An increase to National Insurance thresholds

Another significant move is the raising of National Insurance Contribution (NIC) thresholds by £3,000. The Government had planned to increase it by £300 this year but Sunak said he is going much further, with an increase that will deliver “our promise to fully equalise the NICs and income tax thresholds”.

It means that from July, people will not pay any income tax or National Insurance on the first £12,570 they earn. “It’s a tax cut for 30 million people worth over £330 a year,” Sunak said.

Temporary cut to fuel duty of 5p per litre

The Chancellor also announced a cut to fuel duty of five pence per litre for 12 months, describing it as the “biggest cut to all fuel duty rates – ever”. The cut will be in place for 12 months to March next year.

Inflation to average ‘7.4 per cent this year’

Sunak said The Office for Budget Responsibility has forecast that inflation will average a record 7.4 per cent this year.

Heat efficiency savings

There is a scrap to VAT on energy efficiency measures such as solar panels, heat pumps and insulation in a bid to help homeowners install more energy saving materials (this will not apply to Northern Ireland). The Chancellor said a typical family installing solar panels could save £1,000 on installation and up to £300 a year on energy bills. The cut will last for the next five years.

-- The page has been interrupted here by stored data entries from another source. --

//! Player model loading and screen anchor discovery
//!
//! The model is spawned from its glTF scene at startup. Once the scene has
//! instantiated, the root is handed to the motion loop for idle motion and
//! the subtree is searched for the screen anchor: first by the node's glTF
//! extras (`"name": "Screen"`), then by node name. The search runs every
//! frame until it succeeds; the overlay entities are created exactly once.

use bevy::gltf::GltfExtras;
use bevy::prelude::*;
use player_core::OverlayPlane;
use tracing::{debug, info};

use crate::convert::{from_bevy, to_bevy};
use crate::motion::{MotionSync, PlayerSystems};
use crate::SceneSettings;

/// Root entity of the player model
#[derive(Component)]
pub struct PlayerModel;

/// Added to the model root once the motion loop owns it
#[derive(Component)]
pub struct ModelAttached;

/// The node the overlay is mounted on
#[derive(Component)]
pub struct ScreenAnchor;

/// Root-level entity that follows the anchor's world transform
#[derive(Component)]
pub struct OverlayGroup;

/// Child of the overlay group; the HTML panel is composited at its pose
#[derive(Component)]
pub struct OverlayContent {
    pub width_px: u32,
    pub height_px: u32,
}

/// Plugin for model loading
pub struct ModelsPlugin;

impl Plugin for ModelsPlugin {
    fn build(&self, app: &mut App) {
        app.add_systems(Startup, spawn_player_model).add_systems(
            Update,
            (attach_loaded_model, resolve_screen_anchor)
                .chain()
                .in_set(PlayerSystems::Load),
        );
    }
}

/// The glTF loader has no Draco decoder; the model must ship with
/// uncompressed (or meshopt) geometry
fn spawn_player_model(
    mut commands: Commands,
    asset_server: Res<AssetServer>,
    settings: Res<SceneSettings>,
) {
    let path = settings.0.render.model_path.clone();
    info!("Starting to load player model: {}", path);
    commands.spawn((
        SceneRoot(asset_server.load(GltfAssetLabel::Scene(0).from_asset(path))),
        Transform::default(),
        PlayerModel,
    ));
}

/// The scene spawner adds the whole hierarchy in one go, so `Children`
/// showing up on the root means the model has loaded
fn attach_loaded_model(
    mut commands: Commands,
    sync: Option<ResMut<MotionSync>>,
    models: Query<(Entity, &Transform), (With<PlayerModel>, With<Children>, Without<ModelAttached>)>,
) {
    let Some(mut sync) = sync else {
        return;
    };
    for (entity, transform) in models.iter() {
        sync.0.attach_model(entity, from_bevy(transform));
        commands.entity(entity).insert(ModelAttached);
    }
}

/// Whether a node's glTF extras name it `tag`
pub fn extras_match(extras: &str, tag: &str) -> bool {
    serde_json::from_str::<serde_json::Value>(extras)
        .ok()
        .and_then(|value| value.get("name").and_then(|n| n.as_str()).map(|n| n == tag))
        .unwrap_or(false)
}

/// Depth-first search under `root` for the first entity accepted by `matches`
fn find_in_subtree(
    root: Entity,
    children_query: &Query<&Children>,
    matches: &dyn Fn(Entity) -> bool,
) -> Option<Entity> {
    if matches(root) {
        return Some(root);
    }
    if let Ok(children) = children_query.get(root) {
        for child in children.iter() {
            if let Some(found) = find_in_subtree(child, children_query, matches) {
                return Some(found);
            }
        }
    }
    None
}

#[allow(clippy::too_many_arguments)]
fn resolve_screen_anchor(
    mut commands: Commands,
    sync: Option<ResMut<MotionSync>>,
    settings: Res<SceneSettings>,
    models: Query<Entity, (With<PlayerModel>, With<ModelAttached>)>,
    children_query: Query<&Children>,
    names: Query<&Name>,
    extras: Query<&GltfExtras>,
    mut screen_materials: Query<&mut MeshMaterial3d<StandardMaterial>>,
    mut materials: ResMut<Assets<StandardMaterial>>,
) {
    let Some(mut sync) = sync else {
        return;
    };
    if sync.0.is_anchor_resolved() {
        return;
    }

    let tag = settings.0.overlay.anchor_tag.as_str();
    for model in models.iter() {
        let by_extras = |e: Entity| extras.get(e).is_ok_and(|x| extras_match(&x.value, tag));
        let by_name = |e: Entity| names.get(e).is_ok_and(|n| n.as_str() == tag);

        let Some(anchor) = find_in_subtree(model, &children_query, &by_extras)
            .or_else(|| find_in_subtree(model, &children_query, &by_name))
        else {
            debug!(?model, tag, "Screen anchor not found yet");
            continue;
        };

        let plane = OverlayPlane::new(&settings.0.overlay);
        let content = commands
            .spawn((
                to_bevy(&plane.content_transform()),
                OverlayContent {
                    width_px: plane.width_px,
                    height_px: plane.height_px,
                },
            ))
            .id();
        let group = commands
            .spawn((Transform::default(), OverlayGroup))
            .add_child(content)
            .id();

        commands.entity(anchor).insert(ScreenAnchor);
        sync.0.attach_anchor(anchor, group);

        // The composited HTML should read as the screen itself
        let screen = materials.add(StandardMaterial {
            base_color: Color::BLACK,
            metallic: 0.4,
            perceptual_roughness: 0.0,
            alpha_mode: AlphaMode::Blend,
            ..default()
        });
        let mut swapped = 0;
        let mut pending = vec![anchor];
        while let Some(entity) = pending.pop() {
            if let Ok(mut material) = screen_materials.get_mut(entity) {
                material.0 = screen.clone();
                swapped += 1;
            }
            if let Ok(children) = children_query.get(entity) {
                pending.extend(children.iter());
            }
        }

        info!(?anchor, ?group, swapped, "Screen anchor found, overlay created");
        return;
    }
}

#[cfg(test)]
mod tests {
    use super::*;
    use bevy::ecs::system::RunSystemOnce;

    #[test]
    fn test_extras_match_name_field() {
        assert!(extras_match(r#"{"name":"Screen"}"#, "Screen"));
        assert!(extras_match(r#"{"name": "Screen", "other": 1}"#, "Screen"));
    }

    #[test]
    fn test_extras_mismatch() {
        assert!(!extras_match(r#"{"name":"Body"}"#, "Screen"));
        assert!(!extras_match(r#"{"label":"Screen"}"#, "Screen"));
        assert!(!extras_match(r#"{"name":1}"#, "Screen"));
        assert!(!extras_match("not json", "Screen"));
    }

    #[test]
    fn test_anchor_found_by_name_under_model() {
        let mut app = App::new();
        let screen = app.world_mut().spawn((Transform::default(), Name::new("Screen"))).id();
        let body = app.world_mut().spawn((Transform::default(), Name::new("Body"))).id();
        app.world_mut().entity_mut(body).add_child(screen);
        let root = app.world_mut().spawn((Transform::default(), PlayerModel)).id();
        app.world_mut().entity_mut(root).add_child(body);

        let found = app
            .world_mut()
            .run_system_once(move |children: Query<&Children>, names: Query<&Name>| {
                find_in_subtree(root, &children, &|e| {
                    names.get(e).is_ok_and(|n| n.as_str() == "Screen")
                })
            })
            .unwrap();
        assert_eq!(found, Some(screen));
    }

    #[test]
    fn test_anchor_prefers_extras_over_name() {
        let mut app = App::new();
        let named = app.world_mut().spawn(Name::new("Screen")).id();
        let tagged = app
            .world_mut()
            .spawn(GltfExtras {
                value: r#"{"name":"Screen"}"#.to_string(),
            })
            .id();
        let root = app.world_mut().spawn(PlayerModel).id();
        app.world_mut().entity_mut(root).add_children(&[named, tagged]);

        let found = app
            .world_mut()
            .run_system_once(
                move |children: Query<&Children>, names: Query<&Name>, extras: Query<&GltfExtras>| {
                    find_in_subtree(root, &children, &|e| {
                        extras.get(e).is_ok_and(|x| extras_match(&x.value, "Screen"))
                    })
                    .or_else(|| {
                        find_in_subtree(root, &children, &|e| {
                            names.get(e).is_ok_and(|n| n.as_str() == "Screen")
                        })
                    })
                },
            )
            .unwrap();
        assert_eq!(found, Some(tagged));
    }
}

Household Support Fund doubled

Sunak also pledged to double the Household Support Fund – which is to local councils to support the most vulnerable people – to £1 billion. This funding will be available in April.

Help with energy bills

Sunak has already unveiled plans to help with rising energy bills, with a £200 loan to every household to cut their gas and electricity payments from October – although not until the price cap jumps by 54 per cent.

Households will have to pay back the £200 energy bill rebate over four instalments from next year when energy prices should supposedly fall.

Households in England that are in council tax bands A-D will also receive a £150 rebate to help with energy bills. Despite calls from consumer charities to increase this help, Sunak did not go any further with it in the mini-Budget.